Selon Wikipédia: «Dos Santos, le successeur de Neto, est fréquement associé à la corruption et detournement des fonds du pétrole en Angola, et sa famille posséde une vaste richesse dont des maisons dans les principales capitales europeénnes, et des comptes bancaires en Suisse (ENCORE LA FAUTE A LA SUISSE ) et en d'autres paradis fiscaux offshore.»

Les couplets de la même rengaine tiersmondiste que résume un article du Le Monde diplomatique "Les défis de l’après-guerre en Angola" d'octobre 1995:

1) «L’héritage de sous-développement laissé par le Portugal, la plus arriérée des puissances colonialistes européennes, et par vingt ans de guerre depuis l’indépendance en 1975…»

2) «La guerre, la libéralisation de l’économie imposée par le Fonds monétaire international (FMI) et la Banque mondiale, et l’incompétence des dirigeants, ont contribué à l’instauration d’un capitalisme sauvage.»

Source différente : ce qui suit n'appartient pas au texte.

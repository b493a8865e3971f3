//! Ordered status-change history of a pedido.
//!
//! Stored as a JSONB column on the pedido row; in code it is always the
//! typed list below. Serialization happens only at the persistence edge.

use chrono::{DateTime, Utc};
use serde::{Deserialize, Serialize};

use super::status::PedidoStatus;

/// One entry in a pedido's status history.
#[derive(Debug, Clone, PartialEq, Serialize, Deserialize)]
pub struct RegistroStatus {
    /// The status the pedido was moved to.
    pub status: PedidoStatus,
    /// When the change happened.
    pub timestamp: DateTime<Utc>,
    /// Who made the change (staff name, or `"cliente"` at checkout).
    pub actor: String,
}

impl RegistroStatus {
    /// Create a history entry stamped with the current time.
    pub fn now(status: PedidoStatus, actor: impl Into<String>) -> Self {
        Self {
            status,
            timestamp: Utc::now(),
            actor: actor.into(),
        }
    }
}

#[cfg(test)]
mod tests {
    use super::*;

    #[test]
    fn test_history_round_trip() {
        let entries = vec![
            RegistroStatus::now(PedidoStatus::Enviado, "cliente"),
            RegistroStatus::now(PedidoStatus::Pronto, "maria"),
        ];
        let json = serde_json::to_string(&entries).unwrap();
        let back: Vec<RegistroStatus> = serde_json::from_str(&json).unwrap();
        assert_eq!(back, entries);
        assert_eq!(back[1].actor, "maria");
    }
}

Mais quand la Chine populaire envahit le Tibet, alors là c'est le grand silence… De même pour la colonisation soviétique de l'Europe de l'Est, ces prétendus anti-colonialistes, ne s'indignent pas non plus. Des escrocs, des anti-colonialistes à deux vitesses…

Les affameurs de l'Angola

L’Internationale socialiste continue de considérer comme l’un des siens le parti de Dos Santos (le MPLA) ! Est-ce pour protéger Jean-Christophe Mitterrand ou Jacques Attali qui, via le tandem Falcone-Gaydamak, servirent la dictature angolaise.